Problem to solve:
Retype the data exactly, leaving nothing out.

:: Dataset excerpts

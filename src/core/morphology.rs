//! Connectivity counting and focal dilation on rasters.

use crate::core::kernel::{Kernel, KernelShape};
use crate::core::raster::Raster;
use crate::types::Units;
use ndarray::Array2;
use std::collections::VecDeque;

const NEIGHBOURS_4: [(isize, isize); 4] = [(-1, 0), (0, -1), (0, 1), (1, 0)];
const NEIGHBOURS_8: [(isize, isize); 8] = [
    (-1, -1),
    (-1, 0),
    (-1, 1),
    (0, -1),
    (0, 1),
    (1, -1),
    (1, 0),
    (1, 1),
];

impl Raster {
    /// Size of the connected component of same-valued valid pixels each
    /// pixel belongs to, capped at `max_size`.
    ///
    /// Components are labelled once with a breadth-first flood fill; every
    /// member of a component receives `min(size, max_size)`.
    pub fn connected_pixel_count(&self, max_size: usize, eight_connected: bool) -> Raster {
        let (rows, cols) = self.dim();
        let data = self.data();
        let valid = self.validity();
        let neighbours: &[(isize, isize)] = if eight_connected { &NEIGHBOURS_8 } else { &NEIGHBOURS_4 };

        let mut counts: Array2<f32> = Array2::from_elem((rows, cols), f32::NAN);
        let mut visited = Array2::from_elem((rows, cols), false);
        let mut queue = VecDeque::new();
        let mut members = Vec::new();
        let mut components = 0usize;

        for i in 0..rows {
            for j in 0..cols {
                if visited[[i, j]] || !valid[[i, j]] {
                    continue;
                }
                let value = data[[i, j]];
                visited[[i, j]] = true;
                queue.push_back((i, j));
                members.clear();

                while let Some((r, c)) = queue.pop_front() {
                    members.push((r, c));
                    for &(dr, dc) in neighbours {
                        let nr = r as isize + dr;
                        let nc = c as isize + dc;
                        if nr < 0 || nc < 0 || nr >= rows as isize || nc >= cols as isize {
                            continue;
                        }
                        let (nr, nc) = (nr as usize, nc as usize);
                        if !visited[[nr, nc]] && valid[[nr, nc]] && data[[nr, nc]] == value {
                            visited[[nr, nc]] = true;
                            queue.push_back((nr, nc));
                        }
                    }
                }

                let size = members.len().min(max_size) as f32;
                for &(r, c) in &members {
                    counts[[r, c]] = size;
                }
                components += 1;
            }
        }

        log::debug!(
            "Connected pixel count on '{}': {} components (cap {})",
            self.band(),
            components,
            max_size
        );

        Raster::from_fn(self.band(), Units::Unitless, *self.grid(), |i, j| {
            Some(counts[[i, j]]).filter(|v| v.is_finite())
        })
    }

    /// Focal maximum (grey-level dilation) with a square or circular kernel.
    ///
    /// Unlike neighbourhood reductions, the output is valid wherever any
    /// valid input sample falls inside the kernel, so the valid footprint
    /// grows with the dilation.
    pub fn focal_max(&self, radius: usize, shape: KernelShape) -> Raster {
        let taps = Kernel::shaped(shape, radius).taps();
        let (rows, cols) = self.dim();
        let data = self.data();
        let valid = self.validity();

        let dilate_row = |i: usize| -> Vec<Option<f32>> {
            (0..cols)
                .map(|j| {
                    let mut best: Option<f32> = None;
                    for &(dr, dc, _) in &taps {
                        let r = i as isize + dr;
                        let c = j as isize + dc;
                        if r < 0 || c < 0 || r >= rows as isize || c >= cols as isize {
                            continue;
                        }
                        let (r, c) = (r as usize, c as usize);
                        if valid[[r, c]] {
                            let v = data[[r, c]];
                            best = Some(best.map_or(v, |b| b.max(v)));
                        }
                    }
                    best
                })
                .collect()
        };

        #[cfg(feature = "parallel")]
        let values: Vec<Vec<Option<f32>>> = {
            use rayon::prelude::*;
            (0..rows).into_par_iter().map(dilate_row).collect()
        };
        #[cfg(not(feature = "parallel"))]
        let values: Vec<Vec<Option<f32>>> = (0..rows).map(dilate_row).collect();

        Raster::from_fn(self.band(), self.units(), *self.grid(), |i, j| values[i][j])
    }
}

#[cfg(test)]
mod tests {
    use super::*;
    use crate::types::{CoordinateSystem, GeoTransform, GridSpec};
    use ndarray::array;

    fn grid(rows: usize, cols: usize) -> GridSpec {
        GridSpec::new(
            rows,
            cols,
            GeoTransform::north_up(0.0, rows as f64 * 10.0, 10.0, -10.0),
            CoordinateSystem::Projected { epsg: 32642 },
        )
    }

    #[test]
    fn test_connected_count_groups_same_values() {
        let r = Raster::new(
            "m",
            Units::Unitless,
            grid(3, 4),
            array![
                [1.0, 1.0, 0.0, 1.0],
                [0.0, 1.0, 0.0, 0.0],
                [0.0, 0.0, 1.0, 0.0]
            ],
        )
        .unwrap();

        let eight = r.connected_pixel_count(100, true);
        // (2,2) touches (1,1) diagonally
        assert_eq!(eight.get(0, 0), Some(4.0));
        assert_eq!(eight.get(2, 2), Some(4.0));
        assert_eq!(eight.get(0, 3), Some(1.0));
        // all seven zeros link up through the (2,1)-(1,2) diagonal
        assert_eq!(eight.get(1, 0), Some(7.0));
        assert_eq!(eight.get(1, 3), Some(7.0));

        let four = r.connected_pixel_count(100, false);
        assert_eq!(four.get(0, 0), Some(3.0));
        assert_eq!(four.get(2, 2), Some(1.0));
    }

    #[test]
    fn test_connected_count_is_capped_and_skips_invalid() {
        let mut data = Array2::from_elem((10, 10), 1.0f32);
        data[[0, 0]] = f32::NAN;
        let r = Raster::new("m", Units::Unitless, grid(10, 10), data).unwrap();
        let counts = r.connected_pixel_count(30, true);
        assert_eq!(counts.get(5, 5), Some(30.0));
        assert_eq!(counts.get(0, 0), None);
        assert_eq!(counts.valid_count(), 99);
    }

    #[test]
    fn test_focal_max_dilates_footprint() {
        let r = Raster::new(
            "e",
            Units::Unitless,
            grid(5, 5),
            Array2::from_shape_fn((5, 5), |(i, j)| if i == 2 && j == 2 { 3.0 } else { f32::NAN }),
        )
        .unwrap();

        let square = r.focal_max(1, KernelShape::Square);
        assert_eq!(square.valid_count(), 9);
        assert_eq!(square.get(1, 1), Some(3.0));
        assert_eq!(square.get(0, 0), None);

        let disc = r.focal_max(2, KernelShape::Circle);
        assert_eq!(disc.get(0, 2), Some(3.0));
        assert_eq!(disc.get(0, 0), None);
    }

    #[test]
    fn test_focal_max_takes_largest_neighbour() {
        let r = Raster::new("v", Units::Unitless, grid(1, 4), array![[0.0, 5.0, 0.0, 0.0]]).unwrap();
        let d = r.focal_max(1, KernelShape::Square);
        assert_eq!(d.data().as_slice().unwrap(), &[5.0, 5.0, 5.0, 0.0]);
    }
}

::::

Your solution:
filename src/core/morphology.rs
//! Connectivity counting and focal dilation on rasters.

use crate::core::kernel::{Kernel, KernelShape};
use crate::core::raster::Raster;
use crate::types::Units;
use ndarray::Array2;
use std::collections::VecDeque;

const NEIGHBOURS_4: [(isize, isize); 4] = [(-1, 0), (0, -1), (0, 1), (1, 0)];
const NEIGHBOURS_8: [(isize, isize); 8] = [
    (-1, -1),
    (-1, 0),
    (-1, 1),
    (0, -1),
    (0, 1),
    (1, -1),
    (1, 0),
    (1, 1),
];

impl Raster {
    /// Size of the connected component of same-valued valid pixels each
    /// pixel belongs to, capped at `max_size`.
    ///
    /// Components are labelled once with a breadth-first flood fill; every
    /// member of a component receives `min(size, max_size)`.
    pub fn connected_pixel_count(&self, max_size: usize, eight_connected: bool) -> Raster {
        let (rows, cols) = self.dim();
        let data = self.data();
        let valid = self.validity();
        let neighbours: &[(isize, isize)] = if eight_connected { &NEIGHBOURS_8 } else { &NEIGHBOURS_4 };

        let mut counts: Array2<f32> = Array2::from_elem((rows, cols), f32::NAN);
        let mut visited = Array2::from_elem((rows, cols), false);
        let mut queue = VecDeque::new();
        let mut members = Vec::new();
        let mut components = 0usize;

        for i in 0..rows {
            for j in 0..cols {
                if visited[[i, j]] || !valid[[i, j]] {
                    continue;
                }
                let value = data[[i, j]];
                visited[[i, j]] = true;
                queue.push_back((i, j));
                members.clear();

                while let Some((r, c)) = queue.pop_front() {
                    members.push((r, c));
                    for &(dr, dc) in neighbours {
                        let nr = r as isize + dr;
                        let nc = c as isize + dc;
                        if nr < 0 || nc < 0 || nr >= rows as isize || nc >= cols as isize {
                            continue;
                        }
                        let (nr, nc) = (nr as usize, nc as usize);
                        if !visited[[nr, nc]] && valid[[nr, nc]] && data[[nr, nc]] == value {
                            visited[[nr, nc]] = true;
                            queue.push_back((nr, nc));
                        }
                    }
                }

                let size = members.len().min(max_size) as f32;
                for &(r, c) in &members {
                    counts[[r, c]] = size;
                }
                components += 1;
            }
        }

        log::debug!(
            "Connected pixel count on '{}': {} components (cap {})",
            self.band(),
            components,
            max_size
        );

        Raster::from_fn(self.band(), Units::Unitless, *self.grid(), |i, j| {
            Some(counts[[i, j]]).filter(|v| v.is_finite())
        })
    }

    /// Focal maximum (grey-level dilation) with a square or circular kernel.
    ///
    /// Unlike neighbourhood reductions, the output is valid wherever any
    /// valid input sample falls inside the kernel, so the valid footprint
    /// grows with the dilation.
    pub fn focal_max(&self, radius: usize, shape: KernelShape) -> Raster {
        let taps = Kernel::shaped(shape, radius).taps();
        let (rows, cols) = self.dim();
        let data = self.data();
        let valid = self.validity();

        let dilate_row = |i: usize| -> Vec<Option<f32>> {
            (0..cols)
                .map(|j| {
                    let mut best: Option<f32> = None;
                    for &(dr, dc, _) in &taps {
                        let r = i as isize + dr;
                        let c = j as isize + dc;
                        if r < 0 || c < 0 || r >= rows as isize || c >= cols as isize {
                            continue;
                        }
                        let (r, c) = (r as usize, c as usize);
                        if valid[[r, c]] {
                            let v = data[[r, c]];
                            best = Some(best.map_or(v, |b| b.max(v)));
                        }
                    }
                    best
                })
                .collect()
        };

        #[cfg(feature = "parallel")]
        let values: Vec<Vec<Option<f32>>> = {
            use rayon::prelude::*;
            (0..rows).into_par_iter().map(dilate_row).collect()
        };
        #[cfg(not(feature = "parallel"))]
        let values: Vec<Vec<Option<f32>>> = (0..rows).map(dilate_row).collect();

        Raster::from_fn(self.band(), self.units(), *self.grid(), |i, j| values[i][j])
    }
}

#[cfg(test)]
mod tests {
    use super::*;
    use crate::types::{CoordinateSystem, GeoTransform, GridSpec};
    use ndarray::array;

    fn grid(rows: usize, cols: usize) -> GridSpec {
        GridSpec::new(
            rows,
            cols,
            GeoTransform::north_up(0.0, rows as f64 * 10.0, 10.0, -10.0),
            CoordinateSystem::Projected { epsg: 32642 },
        )
    }

    #[test]
    fn test_connected_count_groups_same_values() {
        let r = Raster::new(
            "m",
            Units::Unitless,
            grid(3, 4),
            array![
                [1.0, 1.0, 0.0, 1.0],
                [0.0, 1.0, 0.0, 0.0],
                [0.0, 0.0, 1.0, 0.0]
            ],
        )
        .unwrap();

        let eight = r.connected_pixel_count(100, true);
        // (2,2) touches (1,1) diagonally
        assert_eq!(eight.get(0, 0), Some(4.0));
        assert_eq!(eight.get(2, 2), Some(4.0));
        assert_eq!(eight.get(0, 3), Some(1.0));
        // all seven zeros link up through the (2,1)-(1,2) diagonal
        assert_eq!(eight.get(1, 0), Some(7.0));
        assert_eq!(eight.get(1, 3), Some(7.0));

        let four = r.connected_pixel_count(100, false);
        assert_eq!(four.get(0, 0), Some(3.0));
        assert_eq!(four.get(2, 2), Some(1.0));
    }

    #[test]
    fn test_connected_count_is_capped_and_skips_invalid() {
        let mut data = Array2::from_elem((10, 10), 1.0f32);
        data[[0, 0]] = f32::NAN;
        let r = Raster::new("m", Units::Unitless, grid(10, 10), data).unwrap();
        let counts = r.connected_pixel_count(30, true);
        assert_eq!(counts.get(5, 5), Some(30.0));
        assert_eq!(counts.get(0, 0), None);
        assert_eq!(counts.valid_count(), 99);
    }

    #[test]
    fn test_focal_max_dilates_footprint() {
        let r = Raster::new(
            "e",
            Units::Unitless,
            grid(5, 5),
            Array2::from_shape_fn((5, 5), |(i, j)| if i == 2 && j == 2 { 3.0 } else { f32::NAN }),
        )
        .unwrap();

        let square = r.focal_max(1, KernelShape::Square);
        assert_eq!(square.valid_count(), 9);
        assert_eq!(square.get(1, 1), Some(3.0));
        assert_eq!(square.get(0, 0), None);

        let disc = r.focal_max(2, KernelShape::Circle);
        assert_eq!(disc.get(0, 2), Some(3.0));
        assert_eq!(disc.get(0, 0), None);
    }

    #[test]
    fn test_focal_max_takes_largest_neighbour() {
        let r = Raster::new("v", Units::Unitless, grid(1, 4), array![[0.0, 5.0, 0.0, 0.0]]).unwrap();
        let d = r.focal_max(1, KernelShape::Square);
        assert_eq!(d.data().as_slice().unwrap(), &[5.0, 5.0, 5.0, 0.0]);
    }
}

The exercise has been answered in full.